**EXCERPTED DATA:**
--- --- ---

//! CLI output formatting

use crate::{
    core::{InitReport, RunOutcome, Step, StepKind, StepRunReport},
    execution::{PipelineEvent, SpecSource},
    persistence::RunRecord,
};
use console::Emoji;
use indicatif::{ProgressBar, ProgressStyle};
use std::path::Path;
use std::time::Duration;

pub use console::style;

pub static CHECK: Emoji<'_, '_> = Emoji("✅ ", "✓ ");
pub static CROSS: Emoji<'_, '_> = Emoji("❌ ", "✗ ");
pub static SPINNER: Emoji<'_, '_> = Emoji("⏳ ", "~ ");
pub static INFO: Emoji<'_, '_> = Emoji("ℹ️  ", "i ");
pub static WARN: Emoji<'_, '_> = Emoji("⚠️  ", "! ");
pub static ROCKET: Emoji<'_, '_> = Emoji("🚀 ", "> ");
pub static PAGE: Emoji<'_, '_> = Emoji("📄 ", "- ");

/// Spinner shown while waiting on the provider
pub fn create_spinner(message: &str) -> ProgressBar {
    let spinner = ProgressBar::new_spinner();
    if let Ok(template) = ProgressStyle::default_spinner().template("{spinner:.green} [{elapsed}] {msg}") {
        spinner.set_style(template);
    }
    spinner.set_message(message.to_string());
    spinner.enable_steady_tick(Duration::from_millis(100));
    spinner
}

/// Horizontal rule sized to the terminal
pub fn separator() -> String {
    let width = term_size::dimensions_stdout()
        .map(|(w, _)| w)
        .unwrap_or(80)
        .min(100);
    "─".repeat(width)
}

fn short_id(id: &uuid::Uuid) -> String {
    id.to_string()[..8].to_string()
}

fn file_name(path: &Path) -> String {
    path.file_name()
        .map(|n| n.to_string_lossy().into_owned())
        .unwrap_or_else(|| path.display().to_string())
}

/// One-line rendering of a pipeline event; `None` for events the spinner
/// message already covers
pub fn format_pipeline_event(event: &PipelineEvent) -> Option<String> {
    match event {
        PipelineEvent::SpecStarted { .. } => None,
        PipelineEvent::SpecWritten { template, source } => Some(match source {
            SpecSource::Generated => format!("{} {}", CHECK, style(template).green()),
            SpecSource::GeneratedFromPlaceholder => format!(
                "{} {} {}",
                CHECK,
                style(template).green(),
                style("(placeholder template)").dim()
            ),
            SpecSource::ErrorNotice => format!(
                "{} {} {}",
                CROSS,
                style(template).red(),
                style("(generation failed, error notice written)").dim()
            ),
        }),
        PipelineEvent::StepStarted {
            run_id,
            step_id,
            model,
        } => Some(format!(
            "{} Generating {} with {} ({})",
            ROCKET,
            style(step_id).bold(),
            style(model).cyan(),
            style(short_id(run_id)).dim()
        )),
        PipelineEvent::ContextAssembled {
            included, missing, ..
        } => {
            if missing.is_empty() {
                None
            } else {
                let missing: Vec<String> = missing.iter().map(|n| format!("step{}", n)).collect();
                Some(format!(
                    "{} No saved output for {}; continuing without it ({} earlier step(s) included)",
                    WARN,
                    missing.join(", "),
                    included.len()
                ))
            }
        }
        PipelineEvent::PlanSaved { path, .. } => Some(format!(
            "{} Plan saved to {}",
            PAGE,
            style(path.display()).dim()
        )),
        PipelineEvent::ActionsExtracted { count, dropped, .. } => Some(if *dropped > 0 {
            format!(
                "{} Extracted {} file action(s), dropped {}",
                INFO,
                style(count).cyan(),
                style(dropped).yellow()
            )
        } else {
            format!("{} Extracted {} file action(s)", INFO, style(count).cyan())
        }),
        PipelineEvent::StepCompleted { .. } => None,
        PipelineEvent::StepFailed { step_id, error } => Some(format!(
            "{} {}: {}",
            CROSS,
            style(step_id).red(),
            style(error).dim()
        )),
    }
}

/// Spinner text for events that start a wait
pub fn spinner_message(event: &PipelineEvent) -> Option<String> {
    match event {
        PipelineEvent::SpecStarted { template } => Some(format!("Generating {}", template)),
        PipelineEvent::ContextAssembled { step_id, .. } => Some(format!("Generating plan for {}", step_id)),
        PipelineEvent::PlanSaved { step_id, .. } => Some(format!("Extracting file actions for {}", step_id)),
        _ => None,
    }
}

pub fn format_outcome(outcome: RunOutcome, ok: bool) -> String {
    match outcome {
        RunOutcome::Materialized if ok => style("MATERIALIZED").green().to_string(),
        RunOutcome::Materialized => style("MATERIALIZED").yellow().to_string(),
        RunOutcome::NoExtractableActions => style("NO ACTIONS").yellow().to_string(),
        RunOutcome::WriteFailures => style("WRITE FAILURES").red().to_string(),
    }
}

/// Applied / needs-review partition of a run
pub fn print_run_report(report: &StepRunReport) {
    println!("{}", style(separator()).dim());
    println!(
        "{} {} {}",
        if report.ok { CHECK } else { CROSS },
        style(&report.step_id).bold(),
        format_outcome(report.outcome, report.ok)
    );

    for note in &report.parse_diagnostics {
        println!("  {} {}", WARN, style(note).dim());
    }

    if report.outcome == RunOutcome::NoExtractableActions {
        println!(
            "  {} No file actions could be extracted. Review the plan at {}",
            INFO,
            style(report.plan_path.display()).cyan()
        );
        return;
    }

    println!("\n  {} ({})", style("Applied").green().bold(), report.applied_count());
    if report.applied.is_empty() {
        println!("    {}", style("none").dim());
    }
    for file in &report.applied {
        println!(
            "    {} {} {}",
            CHECK,
            file.path,
            style(format!("({} bytes)", file.bytes)).dim()
        );
    }

    println!("\n  {} ({})", style("Needs review").yellow().bold(), report.review_count());
    if report.needs_review.is_empty() {
        println!("    {}", style("none").dim());
    }
    for item in &report.needs_review {
        let marker = if item.reason.is_failure() { CROSS } else { WARN };
        println!(
            "    {} {} - {} {}",
            marker,
            item.path,
            item.reason,
            style(format!("(see {})", file_name(&item.pointer))).dim()
        );
    }

    if !report.needs_review.is_empty() {
        println!(
            "\n  {} Full proposals are in {}",
            INFO,
            style(report.plan_path.display()).cyan()
        );
    }
}

pub fn print_init_report(report: &InitReport) {
    println!("{}", style(separator()).dim());
    println!(
        "{} Initialized {}",
        if report.failed.is_empty() { CHECK } else { WARN },
        style(report.agent_dir.display()).bold()
    );
    println!(
        "  Specs generated: {}",
        style(report.generated.len()).cyan()
    );
    if !report.placeholder_templates.is_empty() {
        println!(
            "  From placeholder templates: {}",
            style(report.placeholder_templates.join(", ")).dim()
        );
    }
    if !report.failed.is_empty() {
        println!(
            "  {} Failed (error notice written): {}",
            CROSS,
            style(report.failed.join(", ")).red()
        );
    }
    println!("  Config: {}", style(report.config_path.display()).dim());
}

/// Catalog row for `steps`
pub fn format_step(step: &Step, has_output: bool, is_current: bool) -> String {
    let kind = match step.kind {
        StepKind::Code => style("code").magenta().to_string(),
        StepKind::Document => style("document").blue().to_string(),
    };
    let status = if has_output {
        format!("{}output saved", CHECK)
    } else {
        style("no output").dim().to_string()
    };
    format!(
        "{} {:<8} {:<40} {:<10} {}",
        if is_current { style(">").cyan().bold().to_string() } else { " ".to_string() },
        style(&step.id).bold(),
        step.template,
        kind,
        status
    )
}

/// One history row
pub fn format_run_record(run: &RunRecord) -> String {
    let icon = match run.outcome {
        Some(_) if run.ok => CHECK,
        Some(_) => WARN,
        None => CROSS,
    };
    let duration = run
        .completed_at
        .signed_duration_since(run.started_at)
        .num_seconds()
        .max(0);

    let mut line = format!(
        "{} {} - {} - {} - {} applied, {} for review - {}s - {}",
        icon,
        style(short_id(&run.run_id)).dim(),
        style(&run.step_id).bold(),
        run.status(),
        run.applied_count,
        run.review_count,
        duration,
        style(run.started_at.format("%Y-%m-%d %H:%M:%S")).dim()
    );
    if let Some(error) = &run.error {
        line.push_str(&format!("\n      {}", style(error).red()));
    }
    line
}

--- --- ---

**WHAT TO WORK ON:** Beginning at the first line of the data above, retype each line until you reach the line containing "let spinner = ProgressBar::new_spinner();", and include that one too. Add nothing else.

**YOUR SOLUTION:**
//! CLI output formatting

use crate::{
    core::{InitReport, RunOutcome, Step, StepKind, StepRunReport},
    execution::{PipelineEvent, SpecSource},
    persistence::RunRecord,
};
use console::Emoji;
use indicatif::{ProgressBar, ProgressStyle};
use std::path::Path;
use std::time::Duration;

pub use console::style;

pub static CHECK: Emoji<'_, '_> = Emoji("✅ ", "✓ ");
pub static CROSS: Emoji<'_, '_> = Emoji("❌ ", "✗ ");
pub static SPINNER: Emoji<'_, '_> = Emoji("⏳ ", "~ ");
pub static INFO: Emoji<'_, '_> = Emoji("ℹ️  ", "i ");
pub static WARN: Emoji<'_, '_> = Emoji("⚠️  ", "! ");
pub static ROCKET: Emoji<'_, '_> = Emoji("🚀 ", "> ");
pub static PAGE: Emoji<'_, '_> = Emoji("📄 ", "- ");

/// Spinner shown while waiting on the provider
pub fn create_spinner(message: &str) -> ProgressBar {
    let spinner = ProgressBar::new_spinner();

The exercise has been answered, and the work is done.